> _YOUR ASSIGNMENT_
Reproduce the data in its entirety, exactly as supplied.

> _DATA FOR REVIEW_
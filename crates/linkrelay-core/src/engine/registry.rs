//! Task registry - per-user admission and rate allocation
//!
//! The registry is the only structure shared between workers. All state
//! changes happen under one mutex that is never held across I/O; every
//! admission and release recomputes the user's rate shares in the same
//! critical section, so the per-user sum never exceeds the ceiling.

use crate::engine::rate_governor::allocate;
use crate::engine::task::Task;
use linkrelay_types::{TaskId, TaskSnapshot, TaskStatus, UserId};
use parking_lot::Mutex;
use std::collections::HashMap;
use std::sync::Arc;
use tracing::debug;

#[derive(Debug)]
pub struct TaskRegistry {
    active: Mutex<HashMap<UserId, Vec<Arc<Task>>>>,
    max_per_user: usize,
    user_rate_limit: u64,
}

impl TaskRegistry {
    pub fn new(max_per_user: usize, user_rate_limit: u64) -> Self {
        Self {
            active: Mutex::new(HashMap::new()),
            max_per_user,
            user_rate_limit,
        }
    }

    pub fn max_per_user(&self) -> usize {
        self.max_per_user
    }

    /// Advisory only; [`admit`](Self::admit) re-checks under the lock
    pub fn can_admit(&self, user: &UserId) -> bool {
        self.active_count(user) < self.max_per_user
    }

    /// Insert `task` and promote it to `downloading` if the user has a free
    /// slot. A rejected task leaves no trace.
    pub fn admit(&self, task: Arc<Task>) -> bool {
        let mut active = self.active.lock();
        let tasks = active.entry(task.user_id.clone()).or_default();

        if tasks.len() >= self.max_per_user {
            if tasks.is_empty() {
                active.remove(&task.user_id);
            }
            return false;
        }

        task.set_status(TaskStatus::Downloading);
        tasks.push(task);
        self.reallocate(tasks);
        true
    }

    /// Remove a task. Calling this again for the same task is a no-op.
    pub fn release(&self, user: &UserId, task_id: &TaskId) -> bool {
        let mut active = self.active.lock();
        let Some(tasks) = active.get_mut(user) else {
            return false;
        };

        let before = tasks.len();
        tasks.retain(|t| &t.task_id != task_id);
        if tasks.len() == before {
            return false;
        }

        if tasks.is_empty() {
            active.remove(user);
        } else {
            self.reallocate(tasks);
        }
        true
    }

    pub fn active(&self, user: &UserId) -> Vec<TaskSnapshot> {
        self.active
            .lock()
            .get(user)
            .map(|tasks| tasks.iter().map(|t| t.snapshot()).collect())
            .unwrap_or_default()
    }

    pub fn active_count(&self, user: &UserId) -> usize {
        self.active.lock().get(user).map_or(0, Vec::len)
    }

    pub fn total_active(&self) -> usize {
        self.active.lock().values().map(Vec::len).sum()
    }

    fn reallocate(&self, tasks: &[Arc<Task>]) {
        let share = allocate(tasks.len(), self.user_rate_limit);
        for task in tasks {
            task.rate_share().set(share);
        }
        debug!(
            "Reallocated {} B/s across {} transfers ({} B/s each)",
            self.user_rate_limit,
            tasks.len(),
            share
        );
    }
}

#[cfg(test)]
mod tests {
    use super::*;
    use std::sync::atomic::{AtomicU64, Ordering};

    static SEQ: AtomicU64 = AtomicU64::new(0);

    fn task(user: &str) -> Arc<Task> {
        let user = UserId::from(user);
        let id = TaskId::new(&user, SEQ.fetch_add(1, Ordering::Relaxed));
        Arc::new(Task::new(id, user, "https://host/file.bin", "file.bin"))
    }

    #[test]
    fn test_rate_fairness() {
        let registry = TaskRegistry::new(2, 10);
        let a = task("u");
        let b = task("u");

        assert!(registry.admit(a.clone()));
        assert_eq!(a.rate_share().get(), 10);

        assert!(registry.admit(b.clone()));
        assert_eq!(a.rate_share().get(), 5);
        assert_eq!(b.rate_share().get(), 5);

        // Rejection changes nothing
        let c = task("u");
        assert!(!registry.admit(c.clone()));
        assert_eq!(c.status(), TaskStatus::Queued);
        assert_eq!(registry.active_count(&UserId::from("u")), 2);
        assert_eq!(a.rate_share().get(), 5);

        assert!(registry.release(&a.user_id, &a.task_id));
        assert_eq!(b.rate_share().get(), 10);
    }

    #[test]
    fn test_admission_promotes_to_downloading() {
        let registry = TaskRegistry::new(1, 0);
        let a = task("u");
        assert!(registry.can_admit(&a.user_id));
        assert!(registry.admit(a.clone()));
        assert_eq!(a.status(), TaskStatus::Downloading);
        assert!(!registry.can_admit(&a.user_id));
    }

    #[test]
    fn test_users_are_independent() {
        let registry = TaskRegistry::new(1, 100);
        assert!(registry.admit(task("alice")));
        assert!(registry.admit(task("bob")));
        assert!(!registry.admit(task("alice")));
        assert_eq!(registry.total_active(), 2);
    }

    #[test]
    fn test_release_is_idempotent() {
        let registry = TaskRegistry::new(2, 10);
        let a = task("u");
        registry.admit(a.clone());

        assert!(registry.release(&a.user_id, &a.task_id));
        assert!(!registry.release(&a.user_id, &a.task_id));
        assert!(!registry.release(&UserId::from("nobody"), &a.task_id));
        assert_eq!(registry.total_active(), 0);
        assert!(registry.active(&a.user_id).is_empty());
    }

    #[test]
    fn test_zero_limit_rejects_without_entry() {
        let registry = TaskRegistry::new(0, 10);
        assert!(!registry.admit(task("u")));
        assert_eq!(registry.total_active(), 0);
        assert!(registry.active.lock().is_empty());
    }

    #[test]
    fn test_concurrent_admission_never_exceeds_limit() {
        let registry = Arc::new(TaskRegistry::new(3, 300));
        let peak = Arc::new(AtomicU64::new(0));

        let handles: Vec<_> = (0..16)
            .map(|_| {
                let registry = registry.clone();
                let peak = peak.clone();
                std::thread::spawn(move || {
                    for _ in 0..200 {
                        let t = task("shared");
                        if registry.admit(t.clone()) {
                            let count = registry.active_count(&t.user_id) as u64;
                            peak.fetch_max(count, Ordering::Relaxed);

                            let rates: u64 = registry
                                .active(&t.user_id)
                                .iter()
                                .map(|s| s.allocated_rate)
                                .sum();
                            assert!(rates <= 300);

                            assert!(registry.release(&t.user_id, &t.task_id));
                        }
                    }
                })
            })
            .collect();

        for handle in handles {
            handle.join().unwrap();
        }

        assert!(peak.load(Ordering::Relaxed) <= 3);
        assert_eq!(registry.total_active(), 0);
    }
}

> _EXERCISE RESPONSE_
filename crates/linkrelay-core/src/engine/registry.rs
//! Task registry - per-user admission and rate allocation
//!
//! The registry is the only structure shared between workers. All state
//! changes happen under one mutex that is never held across I/O; every
//! admission and release recomputes the user's rate shares in the same
//! critical section, so the per-user sum never exceeds the ceiling.

use crate::engine::rate_governor::allocate;
use crate::engine::task::Task;
use linkrelay_types::{TaskId, TaskSnapshot, TaskStatus, UserId};
use parking_lot::Mutex;
use std::collections::HashMap;
use std::sync::Arc;
use tracing::debug;

#[derive(Debug)]
pub struct TaskRegistry {
    active: Mutex<HashMap<UserId, Vec<Arc<Task>>>>,
    max_per_user: usize,
    user_rate_limit: u64,
}

impl TaskRegistry {
    pub fn new(max_per_user: usize, user_rate_limit: u64) -> Self {
        Self {
            active: Mutex::new(HashMap::new()),
            max_per_user,
            user_rate_limit,
        }
    }

    pub fn max_per_user(&self) -> usize {
        self.max_per_user
    }

    /// Advisory only; [`admit`](Self::admit) re-checks under the lock
    pub fn can_admit(&self, user: &UserId) -> bool {
        self.active_count(user) < self.max_per_user
    }

    /// Insert `task` and promote it to `downloading` if the user has a free
    /// slot. A rejected task leaves no trace.
    pub fn admit(&self, task: Arc<Task>) -> bool {
        let mut active = self.active.lock();
        let tasks = active.entry(task.user_id.clone()).or_default();

        if tasks.len() >= self.max_per_user {
            if tasks.is_empty() {
                active.remove(&task.user_id);
            }
            return false;
        }

        task.set_status(TaskStatus::Downloading);
        tasks.push(task);
        self.reallocate(tasks);
        true
    }

    /// Remove a task. Calling this again for the same task is a no-op.
    pub fn release(&self, user: &UserId, task_id: &TaskId) -> bool {
        let mut active = self.active.lock();
        let Some(tasks) = active.get_mut(user) else {
            return false;
        };

        let before = tasks.len();
        tasks.retain(|t| &t.task_id != task_id);
        if tasks.len() == before {
            return false;
        }

        if tasks.is_empty() {
            active.remove(user);
        } else {
            self.reallocate(tasks);
        }
        true
    }

    pub fn active(&self, user: &UserId) -> Vec<TaskSnapshot> {
        self.active
            .lock()
            .get(user)
            .map(|tasks| tasks.iter().map(|t| t.snapshot()).collect())
            .unwrap_or_default()
    }

    pub fn active_count(&self, user: &UserId) -> usize {
        self.active.lock().get(user).map_or(0, Vec::len)
    }

    pub fn total_active(&self) -> usize {
        self.active.lock().values().map(Vec::len).sum()
    }

    fn reallocate(&self, tasks: &[Arc<Task>]) {
        let share = allocate(tasks.len(), self.user_rate_limit);
        for task in tasks {
            task.rate_share().set(share);
        }
        debug!(
            "Reallocated {} B/s across {} transfers ({} B/s each)",
            self.user_rate_limit,
            tasks.len(),
            share
        );
    }
}

#[cfg(test)]
mod tests {
    use super::*;
    use std::sync::atomic::{AtomicU64, Ordering};

    static SEQ: AtomicU64 = AtomicU64::new(0);

    fn task(user: &str) -> Arc<Task> {
        let user = UserId::from(user);
        let id = TaskId::new(&user, SEQ.fetch_add(1, Ordering::Relaxed));
        Arc::new(Task::new(id, user, "https://host/file.bin", "file.bin"))
    }

    #[test]
    fn test_rate_fairness() {
        let registry = TaskRegistry::new(2, 10);
        let a = task("u");
        let b = task("u");

        assert!(registry.admit(a.clone()));
        assert_eq!(a.rate_share().get(), 10);

        assert!(registry.admit(b.clone()));
        assert_eq!(a.rate_share().get(), 5);
        assert_eq!(b.rate_share().get(), 5);

        // Rejection changes nothing
        let c = task("u");
        assert!(!registry.admit(c.clone()));
        assert_eq!(c.status(), TaskStatus::Queued);
        assert_eq!(registry.active_count(&UserId::from("u")), 2);
        assert_eq!(a.rate_share().get(), 5);

        assert!(registry.release(&a.user_id, &a.task_id));
        assert_eq!(b.rate_share().get(), 10);
    }

    #[test]
    fn test_admission_promotes_to_downloading() {
        let registry = TaskRegistry::new(1, 0);
        let a = task("u");
        assert!(registry.can_admit(&a.user_id));
        assert!(registry.admit(a.clone()));
        assert_eq!(a.status(), TaskStatus::Downloading);
        assert!(!registry.can_admit(&a.user_id));
    }

    #[test]
    fn test_users_are_independent() {
        let registry = TaskRegistry::new(1, 100);
        assert!(registry.admit(task("alice")));
        assert!(registry.admit(task("bob")));
        assert!(!registry.admit(task("alice")));
        assert_eq!(registry.total_active(), 2);
    }

    #[test]
    fn test_release_is_idempotent() {
        let registry = TaskRegistry::new(2, 10);
        let a = task("u");
        registry.admit(a.clone());

        assert!(registry.release(&a.user_id, &a.task_id));
        assert!(!registry.release(&a.user_id, &a.task_id));
        assert!(!registry.release(&UserId::from("nobody"), &a.task_id));
        assert_eq!(registry.total_active(), 0);
        assert!(registry.active(&a.user_id).is_empty());
    }

    #[test]
    fn test_zero_limit_rejects_without_entry() {
        let registry = TaskRegistry::new(0, 10);
        assert!(!registry.admit(task("u")));
        assert_eq!(registry.total_active(), 0);
        assert!(registry.active.lock().is_empty());
    }

    #[test]
    fn test_concurrent_admission_never_exceeds_limit() {
        let registry = Arc::new(TaskRegistry::new(3, 300));
        let peak = Arc::new(AtomicU64::new(0));

        let handles: Vec<_> = (0..16)
            .map(|_| {
                let registry = registry.clone();
                let peak = peak.clone();
                std::thread::spawn(move || {
                    for _ in 0..200 {
                        let t = task("shared");
                        if registry.admit(t.clone()) {
                            let count = registry.active_count(&t.user_id) as u64;
                            peak.fetch_max(count, Ordering::Relaxed);

                            let rates: u64 = registry
                                .active(&t.user_id)
                                .iter()
                                .map(|s| s.allocated_rate)
                                .sum();
                            assert!(rates <= 300);

                            assert!(registry.release(&t.user_id, &t.task_id));
                        }
                    }
                })
            })
            .collect();

        for handle in handles {
            handle.join().unwrap();
        }

        assert!(peak.load(Ordering::Relaxed) <= 3);
        assert_eq!(registry.total_active(), 0);
    }
}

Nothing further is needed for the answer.